Jesús tomó la palabra y les dijo: “Os lo aseguro: El Hijo no puede hacer por su
cuenta nada que no vea hacer al Padre. Lo que hace éste, eso mismo hace también
el Hijo, pues el Padre ama al Hijo y le muestra todo lo que él hace, y le
mostrará obras mayores que ésta, para vuestro asombro. Lo mismo que el Padre
resucita a los muertos y les da vida, así también el Hijo da vida a los que
quiere. Porque el Padre no juzga a nadie, sino que ha confiado al Hijo el
juicio de todos, para que todos honren al Hijo como honran al Padre.
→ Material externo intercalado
use anyhow::{anyhow, bail};
use bytes::{Buf, BufMut, Bytes, BytesMut};
use crc::Crc;

use crate::protocol::message_id::MessageId;
use crate::protocol::message_type::MessageType;

const CHECKSUM: Crc<u32> = Crc::<u32>::new(&crc::CRC_32_ISCSI);

/// A message as the application sees it: type and opaque payload, no identity yet. The identity
///  is assigned when the message is sent, turning it into an [Envelope].
#[derive(Debug, Clone, Eq, PartialEq)]
pub struct Message {
    pub message_type: MessageType,
    pub content: Bytes,
}

impl Message {
    pub fn new(message_type: MessageType, content: impl Into<Bytes>) -> Message {
        Message {
            message_type,
            content: content.into(),
        }
    }
}


/// One datagram's worth of protocol data. Envelopes are immutable once created, so the identity
///  is fixed at the point where the sender creates the envelope.
#[derive(Debug, Clone, Eq, PartialEq)]
pub struct Envelope {
    message_type: MessageType,
    identity: MessageId,
    content: Bytes,
}

impl Envelope {
    pub const PROTOCOL_VERSION_1: u8 = 1;

    const CHECKSUM_OFFSET: usize = 2;
    const CHECKSUM_END: usize = Self::CHECKSUM_OFFSET + size_of::<u32>();

    pub fn new(message: Message, sequence: u64) -> Envelope {
        let identity = MessageId::new(sequence, message.message_type, &message.content);
        Envelope {
            message_type: message.message_type,
            identity,
            content: message.content,
        }
    }

    /// creates the acknowledgement for an envelope with the given identity
    pub fn ack(identity: MessageId) -> Envelope {
        Envelope {
            message_type: MessageType::Ack,
            identity,
            content: Bytes::new(),
        }
    }

    pub fn message_type(&self) -> MessageType {
        self.message_type
    }

    pub fn identity(&self) -> MessageId {
        self.identity
    }

    pub fn content(&self) -> &Bytes {
        &self.content
    }

    pub fn to_message(&self) -> Message {
        Message {
            message_type: self.message_type,
            content: self.content.clone(),
        }
    }

    pub fn serialized_len(&self) -> usize {
        // 10 bytes is the maximum length of a varint encoded u64
        Self::CHECKSUM_END + 10 + size_of::<u32>() + self.content.len()
    }

    pub fn ser(&self, buf: &mut BytesMut) {
        let start = buf.len();

        buf.put_u8(Self::PROTOCOL_VERSION_1);
        buf.put_u8(self.message_type.into());
        buf.put_u32(0); // placeholder, patched below
        self.identity.ser(buf);
        buf.put_slice(&self.content);

        let checksum = CHECKSUM.checksum(&buf[start + Self::CHECKSUM_END..]);
        buf[start + Self::CHECKSUM_OFFSET..start + Self::CHECKSUM_END].copy_from_slice(&checksum.to_be_bytes());
    }

    pub fn to_bytes(&self) -> Bytes {
        let mut buf = BytesMut::with_capacity(self.serialized_len());
        self.ser(&mut buf);
        buf.freeze()
    }

    pub fn try_deser(datagram: &[u8]) -> anyhow::Result<Envelope> {
        if datagram.len() < Self::CHECKSUM_END {
            bail!("datagram is shorter than the envelope header: {} bytes", datagram.len());
        }

        let mut buf = datagram;
        let version = buf.try_get_u8()?;
        if version != Self::PROTOCOL_VERSION_1 {
            bail!("unsupported protocol version {}", version);
        }

        let raw_type = buf.try_get_u8()?;
        let message_type = MessageType::try_from(raw_type)
            .map_err(|_| anyhow!("invalid message type discriminator {}", raw_type))?;

        let checksum = buf.try_get_u32()?;
        let actual_checksum = CHECKSUM.checksum(buf);
        if checksum != actual_checksum {
            bail!("checksum mismatch: expected {:08x}, was {:08x}", checksum, actual_checksum);
        }

        let identity = MessageId::try_deser(&mut buf)?;

        if message_type.is_ack() && !buf.is_empty() {
            bail!("ACK for {:?} carries {} bytes of unexpected content", identity, buf.len());
        }

        Ok(Envelope {
            message_type,
            identity,
            content: Bytes::copy_from_slice(buf),
        })
    }
}

#[cfg(test)]
mod tests {
    use rstest::rstest;
    use super::*;

    fn register_envelope() -> Envelope {
        Envelope::new(Message::new(MessageType::Register, "registering_with_acks"), 1)
    }

    #[test]
    fn test_identity_assigned_from_sequence_and_content() {
        let envelope = Envelope::new(Message::new(MessageType::StateId, "This is a state_id"), 17);
        assert_eq!(envelope.identity(), MessageId::new(17, MessageType::StateId, b"This is a state_id"));
        assert_eq!(envelope.to_message(), Message::new(MessageType::StateId, "This is a state_id"));
    }

    #[test]
    fn test_ser_layout() {
        let envelope = Envelope::ack(MessageId { sequence: 3, digest: 0x0a0b0c0d });

        let buf = envelope.to_bytes();
        assert_eq!(buf[0], Envelope::PROTOCOL_VERSION_1);
        assert_eq!(buf[1], 5);
        assert_eq!(&buf[6..], &[3, 0x0a,0x0b,0x0c,0x0d]);
        assert_eq!(&buf[2..6], &CHECKSUM.checksum(&buf[6..]).to_be_bytes());
        assert!(buf.len() <= envelope.serialized_len());
    }

    #[test]
    fn test_ser_appends_to_buffer() {
        let envelope = register_envelope();

        let mut buf = BytesMut::new();
        buf.put_slice(b"xyz");
        envelope.ser(&mut buf);

        assert_eq!(&buf[..3], b"xyz");
        assert_eq!(Envelope::try_deser(&buf[3..]).unwrap(), envelope);
    }

    #[rstest]
    #[case::register(register_envelope())]
    #[case::empty_content(Envelope::new(Message::new(MessageType::Heartbeat, ""), 99))]
    #[case::ack(Envelope::ack(MessageId::new(u64::MAX, MessageType::Command, b"final")))]
    fn test_deser(#[case] envelope: Envelope) {
        let buf = envelope.to_bytes();
        assert_eq!(Envelope::try_deser(&buf).unwrap(), envelope);
    }

    #[rstest]
    #[case::empty(vec![])]
    #[case::short_header(vec![1, 1, 0, 0])]
    #[case::wrong_version(vec![2, 1, 0, 0, 0, 0, 1, 0, 0, 0, 0])]
    #[case::unknown_type(vec![1, 42, 0, 0, 0, 0, 1, 0, 0, 0, 0])]
    #[case::checksum_mismatch(vec![1, 1, 0, 0, 0, 0, 1, 0, 0, 0, 0])]
    fn test_deser_malformed(#[case] buf: Vec<u8>) {
        assert!(Envelope::try_deser(&buf).is_err());
    }

    #[test]
    fn test_deser_corrupted_content() {
        let mut buf = register_envelope().to_bytes().to_vec();
        let last = buf.len() - 1;
        buf[last] ^= 0x20;
        assert!(Envelope::try_deser(&buf).is_err());
    }

    #[test]
    fn test_deser_ack_with_content() {
        let mut buf = BytesMut::new();
        Envelope {
            message_type: MessageType::Ack,
            identity: MessageId { sequence: 1, digest: 2 },
            content: Bytes::from_static(b"unexpected"),
        }.ser(&mut buf);

        assert!(Envelope::try_deser(&buf).is_err());
    }
}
El que no
honra al Hijo no honra al Padre que lo envió. Os lo aseguro: Quien escucha mi
palabra y cree al que me envió posee la vida eterna y no se le llamará a
juicio, porque ha pasado ya de la muerte a la vida. Os aseguro que llega la
hora, y ya está aquí, en que los muertos oirán la voz del Hijo de Dios, y los
que hayan oído vivirán. Porque, igual que el Padre dispone de la vida, así ha
dado también al Hijo el disponer de la vida. Y le ha dado potestad de juzgar,
porque es el Hijo del hombre. No os sorprenda, porque viene la hora en que los
que están en el sepulcro oirán su voz: los que hayan hecho el bien saldrán a
una resurrección de vida; los que hayan hecho el mal, a una resurrección de
juicio. Yo no puedo hacer nada por mí mismo; según le oigo, juzgo, y mi juicio
es justo, porque no busco mi voluntad, sino la voluntad del que me envió.
Reflexión:
Hoy la
primera lectura nos ha hablado del amor infinito de Dios. Dios que nos ha amado
tanto, que si bien se nos ha rebelado como Padre, nos sorprende en este pasaje
mostrándonos que su amor es tan grande que también nos ama con un corazón de
madre.
“¿Puede
olvidarse acaso una madre de su criatura? – dice el Señor – Pues aunque así
sucediera, yo nunca te olvidaré”. Son palabras que conmueven hasta lo más
profundo. La fidelidad del Señor no conoce límites. ¿Cómo desconfiar entonces
de un Dios así o cómo querer confiar en otras cosas más que en el Señor?
Qué
esperanzador es compaginar todo esto con lo que Jesús nos dice hoy en el
Evangelio. Nos dice que el Padre ha confiado al Hijo el juicio. Este Dios
misericordioso hasta las entrañas que ha venido a salvarnos es el mismo que nos
juzgará.
Quizás las
palabras del apóstol San Pablo hacen eco de esta realidad. ¿Quién será el que
condene, acaso Cristo Jesús, el que murió, más aún el que resucitó e intercede
por nosotros?, ¿Él nos va a condenar?
Este es un
juicio muy peculiar y distinto a los demás porque resulta que el juez es el
mismo que ha venido a salvarnos, es Jesucristo y luego de haberse sacrificado,
ahora está sentado a la derecha del Padre, junto a Él, intercediendo, pidiendo
constantemente por nosotros.
Esta es
nuestra paz, esta es nuestra gran esperanza. No que todo nos vayamos a salvar,
pero sí que Dios camina a nuestro lado porque Dios ya lo ha hecho todo para que
nos salvemos. Lo único que no puede hacer es obligarnos.
Porque si
una persona constantemente le dice a Dios: “Señor, no me interesa estar
contigo, no me importas. No voy a decir que no creo en ti, pero en mi vida
diaria tú no tienes ningún lugar, no me interesa que tú estés a mi lado o yo
seguir tus caminos. No me interesan tus cosas, Señor”.
Sería una
gran injusticia que el último día, Dios obligue a una persona así a estar a su
lado por toda la eternidad. Sería una gran injusticia.
Que nuestras
buenas obras, entonces, sean ese gran sí con el que le digamos a Dios: “Sí,
Señor, quiero. Quiero acoger este regalo inmenso que me das, este don gratuito
que me traes que es el don de la salvación”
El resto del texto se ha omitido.